**Action item**: Look through the lines below; wherever the word "only" appears, copy that line.

**Given records**:
//! Order-execution simulator: turns a bar's orders into fills or rejections.
//!
//! Every order yields exactly one outcome: a fill, a rejection, or (under a
//! partial-fill model) a fill plus a rejection recording the unfilled
//! remainder. Nothing is dropped without a reason.

use super::cost_model::CostModel;
use super::error::{require_positive, ParameterError};
use crate::domain::{Bar, Fill, Order, OrderId, OrderType, Portfolio, PriceReference, Side, QTY_EPSILON};
use rand::rngs::StdRng;
use rand::Rng;
use serde::{Deserialize, Serialize};
use thiserror::Error;
use tracing::debug;

/// How much of an order can execute on one bar.
#[derive(Debug, Clone, Copy, Default, PartialEq, Serialize, Deserialize)]
#[serde(tag = "type", rename_all = "snake_case")]
pub enum PartialFillModel {
    /// Orders fill completely.
    #[default]
    None,
    /// Total filled quantity per bar is capped at a fraction of bar volume.
    VolumeCap { max_participation: f64 },
    /// Each order fills a seeded-random fraction in `[min_fraction, 1]`.
    Random { min_fraction: f64 },
}

fn default_true() -> bool {
    true
}

/// Execution settings. Fixed for the lifetime of a run.
#[derive(Debug, Clone, Copy, PartialEq, Serialize, Deserialize)]
pub struct ExecutionConfig {
    /// Bar price every order fills against.
    #[serde(default)]
    pub fill_timing: PriceReference,
    /// Allow sells that take a position below zero.
    #[serde(default = "default_true")]
    pub allow_short: bool,
    /// Allow fills that leave cash negative after costs.
    #[serde(default = "default_true")]
    pub allow_margin: bool,
    #[serde(default)]
    pub partial_fills: PartialFillModel,
}

impl Default for ExecutionConfig {
    fn default() -> Self {
        Self {
            fill_timing: PriceReference::Close,
            allow_short: true,
            allow_margin: true,
            partial_fills: PartialFillModel::None,
        }
    }
}

impl ExecutionConfig {
    pub fn validate(&self) -> Result<(), ParameterError> {
        match self.partial_fills {
            PartialFillModel::None => Ok(()),
            PartialFillModel::VolumeCap { max_participation } => {
                require_positive("max_participation", max_participation)?;
                if max_participation > 1.0 {
                    return Err(ParameterError::new(
                        "max_participation",
                        "at most 1.0",
                        max_participation,
                    ));
                }
                Ok(())
            }
            PartialFillModel::Random { min_fraction } => {
                require_positive("min_fraction", min_fraction)?;
                if min_fraction > 1.0 {
                    return Err(ParameterError::new(
                        "min_fraction",
                        "at most 1.0",
                        min_fraction,
                    ));
                }
                Ok(())
            }
        }
    }
}

/// Why an order (or part of one) did not execute.
#[derive(Debug, Clone, PartialEq, Error, Serialize, Deserialize)]
#[serde(tag = "reason", rename_all = "snake_case")]
pub enum RejectReason {
    #[error("quantity {quantity} is not a positive finite number")]
    InvalidQuantity { quantity: f64 },
    #[error("only market orders are supported")]
    UnsupportedOrderType,
    #[error("order symbol does not match bar symbol {bar_symbol}")]
    SymbolMismatch { bar_symbol: String },
    #[error("shorting disallowed: holding {held}, asked to sell {requested}")]
    ShortingDisallowed { held: f64, requested: f64 },
    #[error("insufficient cash: need {required:.2}, have {available:.2}")]
    InsufficientCash { required: f64, available: f64 },
    #[error("no volume left on this bar")]
    ZeroLiquidity,
    #[error("{unfilled} units left unfilled")]
    PartialFillRemainder { unfilled: f64 },
}

/// A recorded rejection, tied back to its order.
#[derive(Debug, Clone, PartialEq, Serialize, Deserialize)]
pub struct Rejection {
    pub order_id: OrderId,
    pub timestamp: i64,
    pub symbol: String,
    pub side: Side,
    pub quantity: f64,
    pub reason: RejectReason,
}

/// Outcome of executing one bar's orders.
#[derive(Debug, Clone, Default, PartialEq)]
pub struct ExecutionReport {
    pub fills: Vec<Fill>,
    pub rejections: Vec<Rejection>,
}

/// Working state while a bar's orders are processed in submission order.
struct BarBook {
    cash: f64,
    held: f64,
    volume_left: f64,
}

/// Market-order execution against a single bar.
///
/// The RNG is only drawn from under [`PartialFillModel::Random`]; it is
/// seeded by the driver so identical inputs produce identical fills.
#[derive(Debug, Clone)]
pub struct ExecutionSimulator {
    config: ExecutionConfig,
    cost_model: CostModel,
    rng: StdRng,
}

impl ExecutionSimulator {
    pub fn new(config: ExecutionConfig, cost_model: CostModel, rng: StdRng) -> Self {
        Self {
            config,
            cost_model,
            rng,
        }
    }

    pub fn config(&self) -> &ExecutionConfig {
        &self.config
    }

    pub fn cost_model(&self) -> &CostModel {
        &self.cost_model
    }

    /// Execute `orders` against `bar`, validating each against the
    /// portfolio state left by the orders before it.
    pub fn execute(&mut self, orders: &[Order], bar: &Bar, portfolio: &Portfolio) -> ExecutionReport {
        let mut report = ExecutionReport::default();
        let volume_cap = match self.config.partial_fills {
            PartialFillModel::VolumeCap { max_participation } => bar.volume * max_participation,
            _ => f64::INFINITY,
        };
        let mut book = BarBook {
            cash: portfolio.cash(),
            held: portfolio.quantity(&bar.symbol),
            volume_left: volume_cap,
        };

        for order in orders {
            match self.fill_order(order, bar, &mut book) {
                Ok((fill, unfilled)) => {
                    if unfilled > QTY_EPSILON {
                        report.rejections.push(rejection(
                            order,
                            bar,
                            RejectReason::PartialFillRemainder { unfilled },
                        ));
                    }
                    report.fills.push(fill);
                }
                Err(reason) => {
                    debug!(
                        order = %order.id,
                        symbol = %order.symbol,
                        timestamp = bar.timestamp,
                        %reason,
                        "order rejected"
                    );
                    report.rejections.push(rejection(order, bar, reason));
                }
            }
        }
        report
    }

    fn fill_order(
        &mut self,
        order: &Order,
        bar: &Bar,
        book: &mut BarBook,
    ) -> Result<(Fill, f64), RejectReason> {
        if !order.quantity.is_finite() || order.quantity < QTY_EPSILON {
            return Err(RejectReason::InvalidQuantity {
                quantity: order.quantity,
            });
        }
        if !matches!(order.order_type, OrderType::Market) {
            return Err(RejectReason::UnsupportedOrderType);
        }
        if order.symbol != bar.symbol {
            return Err(RejectReason::SymbolMismatch {
                bar_symbol: bar.symbol.clone(),
            });
        }

        let quantity = self.executable_quantity(order.quantity, book)?;

        if order.side == Side::Sell && !self.config.allow_short && book.held - quantity < -QTY_EPSILON {
            return Err(RejectReason::ShortingDisallowed {
                held: book.held,
                requested: quantity,
            });
        }

        let reference = self.config.fill_timing;
        let reference_price = bar.price(reference);
        let slippage = self.cost_model.slippage(quantity, reference_price, order.side);
        let price = reference_price + slippage;
        let commission = self.cost_model.commission(quantity, price);
        let cash_delta = -quantity * order.side.sign() * price - commission;

        // Applies to both sides: a sell's costs can exceed its proceeds.
        if !self.config.allow_margin && book.cash + cash_delta < 0.0 {
            return Err(RejectReason::InsufficientCash {
                required: -cash_delta,
                available: book.cash,
            });
        }

        book.cash += cash_delta;
        book.held += quantity * order.side.sign();
        book.volume_left -= quantity;

        let fill = Fill {
            order_id: order.id,
            timestamp: bar.timestamp,
            decision_timestamp: order.decision_timestamp,
            decision_phase: order.decision_phase,
            symbol: order.symbol.clone(),
            side: order.side,
            quantity,
            price,
            commission,
            slippage,
            reference,
        };
        Ok((fill, order.quantity - quantity))
    }

    /// Quantity that can execute now under the partial-fill model.
    fn executable_quantity(&mut self, requested: f64, book: &BarBook) -> Result<f64, RejectReason> {
        match self.config.partial_fills {
            PartialFillModel::None => Ok(requested),
            PartialFillModel::VolumeCap { .. } => {
                if book.volume_left < QTY_EPSILON {
                    Err(RejectReason::ZeroLiquidity)
                } else {
                    Ok(requested.min(book.volume_left))
                }
            }
            PartialFillModel::Random { min_fraction } => {
                let fraction = if min_fraction >= 1.0 {
                    1.0
                } else {
                    self.rng.gen_range(min_fraction..=1.0)
                };
                Ok(requested * fraction)
            }
        }
    }
}

fn rejection(order: &Order, bar: &Bar, reason: RejectReason) -> Rejection {
    Rejection {
        order_id: order.id,
        timestamp: bar.timestamp,
        symbol: order.symbol.clone(),
        side: order.side,
        quantity: order.quantity,
        reason,
    }
}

**The completed task**:
    #[error("only market orders are supported")]
/// The RNG is only drawn from under [`PartialFillModel::Random`]; it is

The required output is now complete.